As the count began, my team and I quietly weaved our way around the streetlamp-lit areas first, peeking into parked cars and doorways. There was no one in sight. It seemed as if everyone else in the world had vanished. That feeling was probably what allowed me to peer into the dark gaps between dumpsters, or make my way into the spaces between buildings I would never, under normal circumstances, walk into at night. The mood was warm – light, like the glow from the lamps overhead. But that would change.

The cold reality
As the condensation slowly turned to frost, the warmth I had felt was replaced with a shiver. A large park was last on our map to check. We had been told before setting out that we would likely find people here; people really do come to this park to sleep.
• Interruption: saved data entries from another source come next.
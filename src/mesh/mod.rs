//! Indexed quad-mesh representation and demo-mesh builders
//!
//! The mesh is plain data: a position sequence, a flattened face index
//! sequence and a face-id lookup map kept in lockstep. All
//! transformations live in `mesh_operations` as pure functions; the
//! builders populate a fresh mesh and hand it off to the scene
//! transform boundary, which reads it once.

// Data structures
pub mod mesh_data;
// Pure functions
pub mod mesh_operations;
// Demo-shape construction
pub mod builder;

// Re-export data structures
pub use mesh_data::{uv, MeshStructure, QuadFace, Uv};
// Re-export operations
pub use mesh_operations::{
    add_quad_face, add_vertex_position, face, face_count, flattened_face, vertex_count,
    verify_face_lookup,
};
pub use builder::{build_demo_cube, build_gen_mesh};
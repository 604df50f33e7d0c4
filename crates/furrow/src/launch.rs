pub mod fail_wrapper;
pub mod inprocess;
pub mod script;

use std::fmt;

use async_trait::async_trait;
use error_stack::Report;
use thiserror::Error;

use crate::{Task, Worker};

#[derive(Debug, Error, PartialEq, Eq)]
pub enum LaunchError {
    #[error("Failed to write launch script")]
    ScriptWrite,
    #[error("Failed to spawn task process")]
    Spawn,
    #[error("Task process was lost")]
    Lost,
}

/// How a task process ended.
#[derive(Debug, Clone, Copy, PartialEq, Eq)]
pub struct TaskTermination {
    pub code: Option<i32>,
    pub signal: Option<i32>,
}

impl TaskTermination {
    pub fn with_code(code: i32) -> Self {
        Self {
            code: Some(code),
            signal: None,
        }
    }

    pub fn success(&self) -> bool {
        self.code == Some(0)
    }

    pub fn from_status(status: std::process::ExitStatus) -> Self {
        #[cfg(unix)]
        let signal = std::os::unix::process::ExitStatusExt::signal(&status);
        #[cfg(not(unix))]
        let signal = None;

        Self {
            code: status.code(),
            signal,
        }
    }
}

impl fmt::Display for TaskTermination {
    fn fmt(&self, f: &mut fmt::Formatter<'_>) -> fmt::Result {
        match (self.code, self.signal) {
            (Some(code), _) => write!(f, "exit code {code}"),
            (None, Some(signal)) => write!(f, "signal {signal}"),
            (None, None) => f.write_str("unknown termination"),
        }
    }
}

/// Starts a task on a worker. The session is generic over this, so scheduler
/// behavior can be tested without real processes.
#[async_trait]
pub trait Launcher: Send + Sync {
    type Launched: LaunchedTask + Send;

    /// Start the task bound to the worker's host and core range. Failures
    /// here are absorbed by the session: logged, counted against the task,
    /// and the worker is freed.
    async fn launch(
        &self,
        task: &Task,
        worker: &Worker,
    ) -> Result<Self::Launched, Report<LaunchError>>;
}

/// A task that has been started and not yet reaped.
#[async_trait]
pub trait LaunchedTask: Send {
    /// OS process id, when the launcher created a real process.
    fn pid(&self) -> Option<u32>;

    /// Resolves when the task ends.
    async fn wait(&mut self) -> Result<TaskTermination, Report<LaunchError>>;

    /// Forcefully end the task.
    async fn kill(&mut self) -> Result<(), Report<LaunchError>>;

    /// Remove any on-disk launch artifacts.
    async fn cleanup(&mut self) -> Result<(), Report<LaunchError>> {
        Ok(())
    }
}
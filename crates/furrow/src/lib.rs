//! Furrow is a task farm for batch jobs: it takes an ordered list of
//! shell-command tasks and a list of compute nodes, carves each node into
//! worker slots bound to contiguous core ranges, and runs one task per slot
//! until the list is drained.
//!
//! The [Session] drives everything from a single dispatch loop. Tasks are
//! started through a [Launcher]; the production [launch::script::ScriptLauncher]
//! writes an inspectable launch script per task and spawns it directly or
//! through an external parallel process launcher that pins the task to its
//! worker's cores.

pub mod launch;
pub mod session;
pub mod settings;
pub mod status;
pub mod stop;
pub mod task;
pub mod worker;

#[cfg(test)]
mod test_util;

pub use launch::script::ScriptLauncher;
pub use launch::{LaunchError, LaunchedTask, Launcher, TaskTermination};
pub use session::{FailedTask, FailureReason, Session, SessionError, SessionSummary};
pub use settings::{ConfigError, LaunchMode, SessionSettings};
pub use status::{StatusItem, StatusSender, StatusUpdateData};
pub use stop::StopSignal;
pub use task::Task;
pub use worker::{ComputeNode, CoreRange, Worker, WorkerHost, WorkerPool};
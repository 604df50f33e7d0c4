use async_trait::async_trait;
use error_stack::Report;

use super::{LaunchError, Launcher};
use crate::{Task, Worker};

/// Wraps another launcher and injects launch failures, for tests that
/// exercise the session's failure isolation.
pub struct FailingLauncher<L, F>
where
    L: Launcher,
    F: Fn(&Task, &Worker) -> Result<(), LaunchError> + Send + Sync + 'static,
{
    inner: L,
    fail_fn: F,
}

impl<L, F> FailingLauncher<L, F>
where
    L: Launcher,
    F: Fn(&Task, &Worker) -> Result<(), LaunchError> + Send + Sync + 'static,
{
    pub fn new(inner: L, fail_fn: F) -> Self {
        Self { inner, fail_fn }
    }
}

#[async_trait]
impl<L, F> Launcher for FailingLauncher<L, F>
where
    L: Launcher,
    F: Fn(&Task, &Worker) -> Result<(), LaunchError> + Send + Sync + 'static,
{
    type Launched = L::Launched;

    async fn launch(
        &self,
        task: &Task,
        worker: &Worker,
    ) -> Result<Self::Launched, Report<LaunchError>> {
        (self.fail_fn)(task, worker).map_err(Report::new)?;
        self.inner.launch(task, worker).await
    }
}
I was fearful; beyond the reach of the sentinel streetlights, the shadowed expanse behind the vine-choked fence was eerie and unnerving.

It’s one thing to think about the experience of homelessness while warm and safe in bed, but actually going to places where people without homes might sleep was entirely different. I couldn’t imagine having to decide where to sleep each night, let alone the circumstances that would lead me to believe that entering a dark park – without a flashlight – was the best option. What I felt was probably only a glimpse of the fear people experiencing homelessness deal with every day.

We found no one sleeping in the park, however – perhaps we just couldn’t see them. As we ended our search and began our walk back to our group’s meeting spot, we admitted how relieved we were to have a zero tally. That’s when we met John (name changed for privacy).

A face of homelessness
I knew immediately when I saw him that he was homeless. No one, if they could help it, would be out wearing only a thin hoodie and track pants. He threw a smile our way then politely asked us who we were with – noting the bright yellow “volunteer” stickers plastered all over our clothes. A member of our group explained what we were doing out so late at night. John paused and looked down, and then said that he, too, was without a home.

He told us his story and of the complications preventing him from getting the help he needed. All the problems he recounted wove perfectly into the pattern of homelessness – all the issues that agencies like ours are fighting to dismantle. As we talked, he shivered uncontrollably, so strongly at one point he almost lost his balance. And then, diplomatically, he asked us if there was anything we could do to help.

My coworker and I locked eyes; no words were needed to express how we felt. We had nothing to offer at that moment. If we felt helpless, John’s feelings of utter hopelessness must have been overwhelming. Indeed, he started to sob for a moment in the crook of his arm, hiding his face so we couldn’t see. With tears still caught in the lines under his eyes, he explained his medical condition and the barriers he’s faced seeking treatment.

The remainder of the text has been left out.